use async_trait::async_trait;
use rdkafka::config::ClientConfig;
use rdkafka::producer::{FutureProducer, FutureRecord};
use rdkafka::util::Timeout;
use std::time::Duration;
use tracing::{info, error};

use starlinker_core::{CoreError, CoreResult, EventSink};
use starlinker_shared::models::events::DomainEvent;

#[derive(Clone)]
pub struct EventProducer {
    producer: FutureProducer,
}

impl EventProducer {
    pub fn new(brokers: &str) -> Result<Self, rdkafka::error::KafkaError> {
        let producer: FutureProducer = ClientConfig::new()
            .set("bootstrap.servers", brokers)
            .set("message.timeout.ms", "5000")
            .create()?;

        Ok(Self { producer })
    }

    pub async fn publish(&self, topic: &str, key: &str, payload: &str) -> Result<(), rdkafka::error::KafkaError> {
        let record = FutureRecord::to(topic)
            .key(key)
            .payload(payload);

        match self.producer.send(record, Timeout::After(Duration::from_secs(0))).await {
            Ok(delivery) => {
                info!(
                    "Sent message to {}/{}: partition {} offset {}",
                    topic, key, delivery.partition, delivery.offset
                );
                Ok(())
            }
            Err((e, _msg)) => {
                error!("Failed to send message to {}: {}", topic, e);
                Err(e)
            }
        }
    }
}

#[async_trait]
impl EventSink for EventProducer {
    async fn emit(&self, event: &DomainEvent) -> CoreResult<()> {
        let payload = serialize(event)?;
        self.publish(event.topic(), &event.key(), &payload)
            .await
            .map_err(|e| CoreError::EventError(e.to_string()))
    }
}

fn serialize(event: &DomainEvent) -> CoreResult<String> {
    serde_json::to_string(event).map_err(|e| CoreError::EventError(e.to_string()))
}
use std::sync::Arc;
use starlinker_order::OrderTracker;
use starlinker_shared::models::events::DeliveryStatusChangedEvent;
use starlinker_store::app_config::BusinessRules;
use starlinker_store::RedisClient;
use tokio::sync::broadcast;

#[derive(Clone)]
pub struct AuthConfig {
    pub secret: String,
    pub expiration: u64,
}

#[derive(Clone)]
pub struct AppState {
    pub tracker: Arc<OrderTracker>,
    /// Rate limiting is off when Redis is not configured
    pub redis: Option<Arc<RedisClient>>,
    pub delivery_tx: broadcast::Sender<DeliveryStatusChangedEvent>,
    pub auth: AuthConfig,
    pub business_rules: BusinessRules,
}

■ ■ ■ ■

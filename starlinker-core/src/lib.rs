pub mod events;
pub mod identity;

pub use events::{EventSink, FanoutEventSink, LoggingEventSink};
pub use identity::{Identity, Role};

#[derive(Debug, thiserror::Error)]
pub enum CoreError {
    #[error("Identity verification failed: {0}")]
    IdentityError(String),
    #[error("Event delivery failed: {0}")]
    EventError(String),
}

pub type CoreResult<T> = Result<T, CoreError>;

■ ■ ■ ■

WORK TASK
Pick out each line in the material containing "EventProducer".

EXERCISE OUTPUT
pub struct EventProducer {
impl EventProducer {
impl EventSink for EventProducer {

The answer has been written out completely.